*Directions for this task*: Check every line of the entries below for the word "presets", and copy the ones that have it.

BEGIN Available records

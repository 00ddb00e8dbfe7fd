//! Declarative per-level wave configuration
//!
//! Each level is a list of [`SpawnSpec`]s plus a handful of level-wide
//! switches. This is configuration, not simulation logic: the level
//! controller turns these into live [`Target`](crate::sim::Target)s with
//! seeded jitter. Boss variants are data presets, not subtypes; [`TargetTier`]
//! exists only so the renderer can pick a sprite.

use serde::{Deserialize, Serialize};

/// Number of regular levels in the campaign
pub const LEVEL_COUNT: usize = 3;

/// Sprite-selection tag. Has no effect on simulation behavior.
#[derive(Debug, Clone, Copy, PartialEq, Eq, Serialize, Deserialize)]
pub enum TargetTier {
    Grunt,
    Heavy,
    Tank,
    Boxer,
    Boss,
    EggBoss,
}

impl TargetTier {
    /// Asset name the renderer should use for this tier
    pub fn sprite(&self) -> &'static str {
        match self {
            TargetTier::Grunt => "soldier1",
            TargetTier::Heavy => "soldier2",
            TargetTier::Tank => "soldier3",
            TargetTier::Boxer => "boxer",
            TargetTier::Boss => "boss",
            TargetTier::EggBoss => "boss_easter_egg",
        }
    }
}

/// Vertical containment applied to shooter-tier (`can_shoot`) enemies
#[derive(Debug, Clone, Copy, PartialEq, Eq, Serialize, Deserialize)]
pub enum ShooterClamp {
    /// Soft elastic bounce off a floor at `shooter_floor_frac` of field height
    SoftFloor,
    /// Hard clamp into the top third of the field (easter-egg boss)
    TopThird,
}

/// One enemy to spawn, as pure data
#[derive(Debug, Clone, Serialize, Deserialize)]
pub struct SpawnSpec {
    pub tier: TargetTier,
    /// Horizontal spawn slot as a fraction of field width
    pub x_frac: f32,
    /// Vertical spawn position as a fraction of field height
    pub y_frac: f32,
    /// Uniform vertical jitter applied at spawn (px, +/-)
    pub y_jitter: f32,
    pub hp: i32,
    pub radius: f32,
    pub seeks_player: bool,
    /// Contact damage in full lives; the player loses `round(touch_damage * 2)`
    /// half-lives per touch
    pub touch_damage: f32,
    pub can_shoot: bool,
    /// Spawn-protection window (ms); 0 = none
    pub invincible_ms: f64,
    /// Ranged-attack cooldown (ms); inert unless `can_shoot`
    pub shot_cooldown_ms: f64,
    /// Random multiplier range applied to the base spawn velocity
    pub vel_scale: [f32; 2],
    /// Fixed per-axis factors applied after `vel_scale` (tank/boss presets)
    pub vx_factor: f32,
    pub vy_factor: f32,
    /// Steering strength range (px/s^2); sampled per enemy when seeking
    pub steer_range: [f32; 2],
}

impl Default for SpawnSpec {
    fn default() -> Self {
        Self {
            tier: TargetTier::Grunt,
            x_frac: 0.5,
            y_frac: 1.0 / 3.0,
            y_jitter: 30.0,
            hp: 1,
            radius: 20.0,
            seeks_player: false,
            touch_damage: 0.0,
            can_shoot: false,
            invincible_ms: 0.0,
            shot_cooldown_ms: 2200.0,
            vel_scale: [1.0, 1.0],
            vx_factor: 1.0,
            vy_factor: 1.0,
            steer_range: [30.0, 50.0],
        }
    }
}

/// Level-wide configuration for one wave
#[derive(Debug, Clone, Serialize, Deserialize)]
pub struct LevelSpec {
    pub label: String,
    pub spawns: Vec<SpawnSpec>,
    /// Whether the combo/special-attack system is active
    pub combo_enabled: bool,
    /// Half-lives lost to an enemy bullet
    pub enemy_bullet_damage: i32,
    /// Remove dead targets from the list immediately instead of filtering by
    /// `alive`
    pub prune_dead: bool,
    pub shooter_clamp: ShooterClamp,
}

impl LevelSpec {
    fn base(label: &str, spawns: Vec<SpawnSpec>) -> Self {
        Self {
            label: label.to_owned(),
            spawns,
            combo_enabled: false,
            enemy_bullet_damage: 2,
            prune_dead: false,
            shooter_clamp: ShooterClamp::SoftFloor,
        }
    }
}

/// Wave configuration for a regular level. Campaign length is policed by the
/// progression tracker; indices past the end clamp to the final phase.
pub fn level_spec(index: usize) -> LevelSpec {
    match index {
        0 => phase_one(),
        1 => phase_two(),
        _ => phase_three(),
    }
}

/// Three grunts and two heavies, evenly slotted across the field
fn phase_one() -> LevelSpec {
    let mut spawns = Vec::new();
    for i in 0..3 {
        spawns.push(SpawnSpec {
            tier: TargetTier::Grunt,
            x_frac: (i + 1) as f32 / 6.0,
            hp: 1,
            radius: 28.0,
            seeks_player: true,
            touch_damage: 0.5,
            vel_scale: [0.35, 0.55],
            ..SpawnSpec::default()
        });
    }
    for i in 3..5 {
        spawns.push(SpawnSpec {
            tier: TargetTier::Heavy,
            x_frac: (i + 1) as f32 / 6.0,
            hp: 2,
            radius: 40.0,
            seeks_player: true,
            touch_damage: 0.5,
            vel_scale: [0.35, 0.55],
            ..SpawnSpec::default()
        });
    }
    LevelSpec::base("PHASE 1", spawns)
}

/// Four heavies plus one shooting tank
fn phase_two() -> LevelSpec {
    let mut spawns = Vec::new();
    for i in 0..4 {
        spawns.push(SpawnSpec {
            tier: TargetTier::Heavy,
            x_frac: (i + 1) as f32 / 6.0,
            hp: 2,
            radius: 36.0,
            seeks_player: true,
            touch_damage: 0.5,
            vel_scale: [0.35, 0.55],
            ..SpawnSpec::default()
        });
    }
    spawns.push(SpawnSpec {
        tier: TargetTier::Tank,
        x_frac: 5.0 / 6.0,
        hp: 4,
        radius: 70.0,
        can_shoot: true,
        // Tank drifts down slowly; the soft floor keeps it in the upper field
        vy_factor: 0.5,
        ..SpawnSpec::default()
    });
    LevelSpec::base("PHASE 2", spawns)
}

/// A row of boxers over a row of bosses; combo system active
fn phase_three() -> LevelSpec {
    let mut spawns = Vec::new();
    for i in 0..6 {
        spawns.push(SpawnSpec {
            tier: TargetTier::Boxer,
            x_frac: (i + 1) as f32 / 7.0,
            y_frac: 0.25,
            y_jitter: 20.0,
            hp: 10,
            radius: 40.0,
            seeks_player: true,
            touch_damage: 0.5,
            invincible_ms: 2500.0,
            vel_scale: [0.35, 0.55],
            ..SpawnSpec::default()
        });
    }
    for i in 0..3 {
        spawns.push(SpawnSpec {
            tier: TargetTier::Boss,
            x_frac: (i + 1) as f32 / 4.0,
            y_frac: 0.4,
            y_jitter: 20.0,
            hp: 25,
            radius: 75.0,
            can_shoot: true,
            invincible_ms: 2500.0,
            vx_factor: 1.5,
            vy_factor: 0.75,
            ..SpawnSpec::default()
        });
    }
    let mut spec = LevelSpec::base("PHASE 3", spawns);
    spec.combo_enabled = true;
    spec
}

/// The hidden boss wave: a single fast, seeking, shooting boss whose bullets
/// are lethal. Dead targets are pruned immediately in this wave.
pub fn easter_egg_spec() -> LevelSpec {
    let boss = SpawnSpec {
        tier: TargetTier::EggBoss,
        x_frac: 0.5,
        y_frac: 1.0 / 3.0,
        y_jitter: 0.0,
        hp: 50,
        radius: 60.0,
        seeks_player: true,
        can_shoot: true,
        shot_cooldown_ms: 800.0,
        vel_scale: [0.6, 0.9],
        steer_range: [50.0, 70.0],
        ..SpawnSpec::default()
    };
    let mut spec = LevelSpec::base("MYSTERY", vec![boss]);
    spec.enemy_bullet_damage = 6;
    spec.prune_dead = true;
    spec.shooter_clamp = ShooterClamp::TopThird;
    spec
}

END Available records
BEGIN Available records

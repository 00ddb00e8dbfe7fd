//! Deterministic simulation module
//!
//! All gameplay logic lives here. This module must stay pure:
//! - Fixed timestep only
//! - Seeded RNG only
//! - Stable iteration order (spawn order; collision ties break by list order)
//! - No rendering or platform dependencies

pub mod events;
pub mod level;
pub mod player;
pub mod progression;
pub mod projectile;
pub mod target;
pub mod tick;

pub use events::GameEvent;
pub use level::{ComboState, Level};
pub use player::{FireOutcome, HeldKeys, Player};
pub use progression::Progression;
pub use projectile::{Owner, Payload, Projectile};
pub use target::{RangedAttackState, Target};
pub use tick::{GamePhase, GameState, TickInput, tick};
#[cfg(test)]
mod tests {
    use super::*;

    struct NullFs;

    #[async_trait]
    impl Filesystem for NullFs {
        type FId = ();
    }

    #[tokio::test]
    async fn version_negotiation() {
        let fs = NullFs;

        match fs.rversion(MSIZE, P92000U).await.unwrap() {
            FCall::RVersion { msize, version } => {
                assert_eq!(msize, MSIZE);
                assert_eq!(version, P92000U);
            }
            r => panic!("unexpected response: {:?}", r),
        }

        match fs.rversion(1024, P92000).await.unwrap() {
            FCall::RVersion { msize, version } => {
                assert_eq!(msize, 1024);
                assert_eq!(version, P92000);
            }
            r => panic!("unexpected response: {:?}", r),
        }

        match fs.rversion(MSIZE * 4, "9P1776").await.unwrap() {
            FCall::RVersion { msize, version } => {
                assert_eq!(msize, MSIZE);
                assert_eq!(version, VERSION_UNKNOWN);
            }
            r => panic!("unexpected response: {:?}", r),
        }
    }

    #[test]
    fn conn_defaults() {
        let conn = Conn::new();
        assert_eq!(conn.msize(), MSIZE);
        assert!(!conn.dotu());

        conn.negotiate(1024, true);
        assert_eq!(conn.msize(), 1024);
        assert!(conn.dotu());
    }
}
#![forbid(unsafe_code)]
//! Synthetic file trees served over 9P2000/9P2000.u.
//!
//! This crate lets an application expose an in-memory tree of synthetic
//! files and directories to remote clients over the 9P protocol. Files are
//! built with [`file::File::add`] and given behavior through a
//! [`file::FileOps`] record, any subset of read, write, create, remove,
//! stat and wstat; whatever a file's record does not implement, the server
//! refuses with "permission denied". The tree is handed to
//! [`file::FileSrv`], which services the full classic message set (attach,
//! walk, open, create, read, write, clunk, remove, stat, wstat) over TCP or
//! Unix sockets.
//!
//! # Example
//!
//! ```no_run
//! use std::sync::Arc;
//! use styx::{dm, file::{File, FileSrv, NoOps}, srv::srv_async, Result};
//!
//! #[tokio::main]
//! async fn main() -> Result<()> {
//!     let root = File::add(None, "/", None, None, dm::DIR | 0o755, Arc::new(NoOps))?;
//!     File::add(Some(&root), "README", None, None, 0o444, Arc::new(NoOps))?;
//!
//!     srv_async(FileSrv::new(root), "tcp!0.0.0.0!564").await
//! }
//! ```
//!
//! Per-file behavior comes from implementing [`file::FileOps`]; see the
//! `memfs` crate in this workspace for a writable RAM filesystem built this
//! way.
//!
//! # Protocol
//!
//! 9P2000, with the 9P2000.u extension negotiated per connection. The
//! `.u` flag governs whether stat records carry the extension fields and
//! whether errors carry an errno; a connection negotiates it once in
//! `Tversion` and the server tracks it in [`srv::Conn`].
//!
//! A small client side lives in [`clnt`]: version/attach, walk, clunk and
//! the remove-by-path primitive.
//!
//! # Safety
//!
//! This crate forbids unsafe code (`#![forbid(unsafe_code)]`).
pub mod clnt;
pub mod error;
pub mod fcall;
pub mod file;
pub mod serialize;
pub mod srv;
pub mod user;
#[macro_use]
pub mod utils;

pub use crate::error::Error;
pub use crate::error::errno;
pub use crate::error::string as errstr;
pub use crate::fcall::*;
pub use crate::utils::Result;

END Available records

*Exercise result*:
//! seeded jitter. Boss variants are data presets, not subtypes; [`TargetTier`]
    /// Fixed per-axis factors applied after `vel_scale` (tank/boss presets)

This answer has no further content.